The entries are to be output once more, word for word.

++++ Information

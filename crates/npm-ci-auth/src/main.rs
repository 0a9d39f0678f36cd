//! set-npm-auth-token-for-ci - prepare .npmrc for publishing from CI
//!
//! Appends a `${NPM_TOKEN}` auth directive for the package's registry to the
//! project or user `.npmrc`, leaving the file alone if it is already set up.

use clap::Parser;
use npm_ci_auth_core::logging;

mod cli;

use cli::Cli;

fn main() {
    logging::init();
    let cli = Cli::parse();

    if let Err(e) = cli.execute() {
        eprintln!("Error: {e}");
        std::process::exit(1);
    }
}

++++++++

Solution to the exercise =>
filename crates/npm-ci-auth/src/main.rs
repository 0a9d39f0678f36cd
//! set-npm-auth-token-for-ci - prepare .npmrc for publishing from CI
//!
//! Appends a `${NPM_TOKEN}` auth directive for the package's registry to the
//! project or user `.npmrc`, leaving the file alone if it is already set up.

use clap::Parser;
use npm_ci_auth_core::logging;

mod cli;

use cli::Cli;

fn main() {
    logging::init();
    let cli = Cli::parse();

    if let Err(e) = cli.execute() {
        eprintln!("Error: {e}");
        std::process::exit(1);
    }
}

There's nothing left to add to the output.